Go to the line in the entries below that holds "self.degree * 2 - 1" and repeat exactly from there through the line that holds "and the rightmost", inclusive.

** Opening Data for processing block **

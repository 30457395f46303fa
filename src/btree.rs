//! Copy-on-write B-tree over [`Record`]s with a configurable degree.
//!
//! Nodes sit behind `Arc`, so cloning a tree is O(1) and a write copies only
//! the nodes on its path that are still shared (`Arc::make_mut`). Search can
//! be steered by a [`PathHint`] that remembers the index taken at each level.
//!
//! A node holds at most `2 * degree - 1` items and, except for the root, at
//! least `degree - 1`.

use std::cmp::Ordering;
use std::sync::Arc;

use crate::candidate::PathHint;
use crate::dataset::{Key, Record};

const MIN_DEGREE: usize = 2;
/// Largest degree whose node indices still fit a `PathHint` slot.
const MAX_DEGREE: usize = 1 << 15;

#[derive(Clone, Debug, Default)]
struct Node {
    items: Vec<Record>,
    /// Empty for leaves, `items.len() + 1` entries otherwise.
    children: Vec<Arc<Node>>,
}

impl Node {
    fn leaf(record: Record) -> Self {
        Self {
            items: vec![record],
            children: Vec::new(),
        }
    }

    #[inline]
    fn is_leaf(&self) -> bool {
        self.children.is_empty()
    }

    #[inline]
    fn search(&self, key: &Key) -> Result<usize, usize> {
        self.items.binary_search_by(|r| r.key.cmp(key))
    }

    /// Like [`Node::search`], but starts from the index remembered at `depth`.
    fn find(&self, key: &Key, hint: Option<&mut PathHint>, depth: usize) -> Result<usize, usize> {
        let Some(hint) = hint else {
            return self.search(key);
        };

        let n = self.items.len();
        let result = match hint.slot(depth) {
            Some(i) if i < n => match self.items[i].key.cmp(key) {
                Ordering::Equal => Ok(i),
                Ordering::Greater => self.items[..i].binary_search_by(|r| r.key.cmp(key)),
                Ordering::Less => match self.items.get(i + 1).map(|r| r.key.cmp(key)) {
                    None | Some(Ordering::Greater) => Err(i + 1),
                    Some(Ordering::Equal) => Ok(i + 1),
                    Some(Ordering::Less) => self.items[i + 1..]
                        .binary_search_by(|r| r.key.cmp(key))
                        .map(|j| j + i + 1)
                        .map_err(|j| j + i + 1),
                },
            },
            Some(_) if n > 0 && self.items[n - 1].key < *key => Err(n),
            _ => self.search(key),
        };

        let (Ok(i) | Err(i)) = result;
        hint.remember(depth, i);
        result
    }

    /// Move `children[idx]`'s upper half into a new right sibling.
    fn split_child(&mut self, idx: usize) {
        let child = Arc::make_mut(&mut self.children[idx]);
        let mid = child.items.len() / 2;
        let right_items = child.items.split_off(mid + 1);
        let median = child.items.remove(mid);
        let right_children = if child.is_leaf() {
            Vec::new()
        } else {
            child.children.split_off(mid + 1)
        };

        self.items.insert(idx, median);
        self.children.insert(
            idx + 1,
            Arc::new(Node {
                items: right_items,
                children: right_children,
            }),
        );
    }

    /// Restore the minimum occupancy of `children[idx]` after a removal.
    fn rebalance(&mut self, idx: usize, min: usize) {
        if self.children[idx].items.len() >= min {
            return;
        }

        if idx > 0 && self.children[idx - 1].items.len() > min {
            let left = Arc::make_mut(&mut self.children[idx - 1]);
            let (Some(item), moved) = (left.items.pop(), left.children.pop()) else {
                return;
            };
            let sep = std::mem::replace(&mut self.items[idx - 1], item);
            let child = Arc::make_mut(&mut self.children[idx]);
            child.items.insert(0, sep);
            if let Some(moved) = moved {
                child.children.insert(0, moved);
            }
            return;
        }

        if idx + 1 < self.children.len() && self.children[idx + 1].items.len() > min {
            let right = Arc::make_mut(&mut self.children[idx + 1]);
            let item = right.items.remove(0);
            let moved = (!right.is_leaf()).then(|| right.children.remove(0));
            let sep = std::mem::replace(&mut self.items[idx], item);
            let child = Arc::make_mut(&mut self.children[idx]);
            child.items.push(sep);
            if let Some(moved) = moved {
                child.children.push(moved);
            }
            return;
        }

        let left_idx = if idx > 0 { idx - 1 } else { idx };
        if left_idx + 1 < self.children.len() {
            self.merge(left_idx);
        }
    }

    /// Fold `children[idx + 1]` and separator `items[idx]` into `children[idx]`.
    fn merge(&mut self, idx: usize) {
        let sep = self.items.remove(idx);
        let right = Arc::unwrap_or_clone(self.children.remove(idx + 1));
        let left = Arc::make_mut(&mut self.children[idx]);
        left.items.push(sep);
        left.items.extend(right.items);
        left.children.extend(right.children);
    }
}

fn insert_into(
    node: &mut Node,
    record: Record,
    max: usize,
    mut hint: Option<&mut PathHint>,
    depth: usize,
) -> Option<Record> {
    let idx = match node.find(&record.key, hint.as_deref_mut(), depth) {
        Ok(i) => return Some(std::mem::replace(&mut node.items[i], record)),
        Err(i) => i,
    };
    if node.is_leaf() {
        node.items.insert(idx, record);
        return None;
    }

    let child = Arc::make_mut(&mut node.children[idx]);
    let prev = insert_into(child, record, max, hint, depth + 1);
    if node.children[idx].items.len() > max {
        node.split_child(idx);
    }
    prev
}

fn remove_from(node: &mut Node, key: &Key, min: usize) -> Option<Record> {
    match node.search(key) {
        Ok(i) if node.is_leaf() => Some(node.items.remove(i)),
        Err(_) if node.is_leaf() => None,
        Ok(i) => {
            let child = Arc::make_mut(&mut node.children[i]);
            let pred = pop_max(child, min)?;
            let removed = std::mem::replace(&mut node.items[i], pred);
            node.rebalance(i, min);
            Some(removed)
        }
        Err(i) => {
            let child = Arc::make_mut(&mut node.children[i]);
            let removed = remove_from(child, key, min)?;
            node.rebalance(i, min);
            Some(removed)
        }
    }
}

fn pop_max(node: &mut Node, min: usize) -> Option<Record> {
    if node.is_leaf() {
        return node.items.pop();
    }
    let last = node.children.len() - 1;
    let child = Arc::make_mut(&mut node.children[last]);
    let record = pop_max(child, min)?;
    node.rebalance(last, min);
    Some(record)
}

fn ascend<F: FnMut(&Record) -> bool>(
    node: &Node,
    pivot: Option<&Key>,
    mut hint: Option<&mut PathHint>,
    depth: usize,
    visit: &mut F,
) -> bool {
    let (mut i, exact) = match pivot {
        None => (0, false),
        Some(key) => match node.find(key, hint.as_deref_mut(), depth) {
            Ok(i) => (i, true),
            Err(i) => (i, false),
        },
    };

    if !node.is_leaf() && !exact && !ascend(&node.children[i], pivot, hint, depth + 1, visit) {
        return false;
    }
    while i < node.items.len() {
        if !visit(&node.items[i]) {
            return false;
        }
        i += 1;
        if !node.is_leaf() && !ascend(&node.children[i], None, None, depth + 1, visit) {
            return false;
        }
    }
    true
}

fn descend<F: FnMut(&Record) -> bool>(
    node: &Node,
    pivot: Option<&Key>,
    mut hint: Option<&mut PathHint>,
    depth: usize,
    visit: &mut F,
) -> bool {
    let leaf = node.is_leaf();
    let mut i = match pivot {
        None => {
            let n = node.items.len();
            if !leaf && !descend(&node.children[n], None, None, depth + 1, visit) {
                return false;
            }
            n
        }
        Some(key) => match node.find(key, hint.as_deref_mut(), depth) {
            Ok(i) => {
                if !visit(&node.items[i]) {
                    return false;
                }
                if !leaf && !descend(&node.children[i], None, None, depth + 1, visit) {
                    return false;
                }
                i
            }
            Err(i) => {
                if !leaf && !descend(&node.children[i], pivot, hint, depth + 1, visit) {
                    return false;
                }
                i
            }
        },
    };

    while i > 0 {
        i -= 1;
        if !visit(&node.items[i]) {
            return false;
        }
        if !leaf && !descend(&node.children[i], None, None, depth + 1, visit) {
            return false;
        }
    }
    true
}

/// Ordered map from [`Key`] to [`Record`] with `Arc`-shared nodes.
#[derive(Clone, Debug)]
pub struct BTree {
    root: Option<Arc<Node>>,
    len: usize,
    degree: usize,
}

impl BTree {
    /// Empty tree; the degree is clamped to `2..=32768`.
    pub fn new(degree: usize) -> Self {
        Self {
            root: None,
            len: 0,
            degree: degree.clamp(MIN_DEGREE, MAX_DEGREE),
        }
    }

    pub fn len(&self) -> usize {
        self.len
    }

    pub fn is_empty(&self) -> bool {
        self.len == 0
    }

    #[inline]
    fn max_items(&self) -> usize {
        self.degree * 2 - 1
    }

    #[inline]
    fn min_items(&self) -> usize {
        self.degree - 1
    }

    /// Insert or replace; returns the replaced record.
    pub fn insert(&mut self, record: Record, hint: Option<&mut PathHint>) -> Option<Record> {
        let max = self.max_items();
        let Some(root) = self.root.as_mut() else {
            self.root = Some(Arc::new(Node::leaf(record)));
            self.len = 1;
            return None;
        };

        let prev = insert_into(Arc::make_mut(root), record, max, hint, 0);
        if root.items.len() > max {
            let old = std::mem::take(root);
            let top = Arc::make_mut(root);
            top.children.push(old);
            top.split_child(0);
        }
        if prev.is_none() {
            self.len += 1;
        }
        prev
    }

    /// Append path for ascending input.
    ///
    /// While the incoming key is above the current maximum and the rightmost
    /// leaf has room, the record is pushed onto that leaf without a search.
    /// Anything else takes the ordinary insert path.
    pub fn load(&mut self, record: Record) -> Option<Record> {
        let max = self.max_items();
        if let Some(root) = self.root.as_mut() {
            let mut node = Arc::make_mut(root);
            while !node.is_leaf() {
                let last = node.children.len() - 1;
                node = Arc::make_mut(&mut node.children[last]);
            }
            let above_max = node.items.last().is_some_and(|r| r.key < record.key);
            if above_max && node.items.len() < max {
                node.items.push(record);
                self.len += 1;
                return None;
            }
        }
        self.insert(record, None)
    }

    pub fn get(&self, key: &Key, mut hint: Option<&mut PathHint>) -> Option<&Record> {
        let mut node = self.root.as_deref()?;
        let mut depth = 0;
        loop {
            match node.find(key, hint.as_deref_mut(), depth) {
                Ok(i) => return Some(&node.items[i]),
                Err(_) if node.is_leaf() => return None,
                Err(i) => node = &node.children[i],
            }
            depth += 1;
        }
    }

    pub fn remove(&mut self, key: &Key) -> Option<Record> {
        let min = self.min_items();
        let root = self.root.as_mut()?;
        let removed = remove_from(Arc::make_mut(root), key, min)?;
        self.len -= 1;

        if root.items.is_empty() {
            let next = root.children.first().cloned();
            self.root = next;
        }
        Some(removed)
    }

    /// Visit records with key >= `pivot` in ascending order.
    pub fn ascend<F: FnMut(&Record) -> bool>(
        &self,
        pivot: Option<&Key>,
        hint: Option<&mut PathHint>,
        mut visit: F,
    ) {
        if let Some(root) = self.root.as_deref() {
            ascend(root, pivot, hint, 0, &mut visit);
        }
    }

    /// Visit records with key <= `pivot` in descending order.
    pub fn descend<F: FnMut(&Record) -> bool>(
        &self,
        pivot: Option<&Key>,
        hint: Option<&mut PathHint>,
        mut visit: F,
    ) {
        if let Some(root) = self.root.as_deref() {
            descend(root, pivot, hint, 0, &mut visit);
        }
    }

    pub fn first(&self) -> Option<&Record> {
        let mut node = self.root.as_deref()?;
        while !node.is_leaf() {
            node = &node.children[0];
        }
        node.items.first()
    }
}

** Closing Data for processing block **

▶ **Your solution**
        self.degree * 2 - 1
    }

    #[inline]
    fn min_items(&self) -> usize {
        self.degree - 1
    }

    /// Insert or replace; returns the replaced record.
    pub fn insert(&mut self, record: Record, hint: Option<&mut PathHint>) -> Option<Record> {
        let max = self.max_items();
        let Some(root) = self.root.as_mut() else {
            self.root = Some(Arc::new(Node::leaf(record)));
            self.len = 1;
            return None;
        };

        let prev = insert_into(Arc::make_mut(root), record, max, hint, 0);
        if root.items.len() > max {
            let old = std::mem::take(root);
            let top = Arc::make_mut(root);
            top.children.push(old);
            top.split_child(0);
        }
        if prev.is_none() {
            self.len += 1;
        }
        prev
    }

    /// Append path for ascending input.
    ///
    /// While the incoming key is above the current maximum and the rightmost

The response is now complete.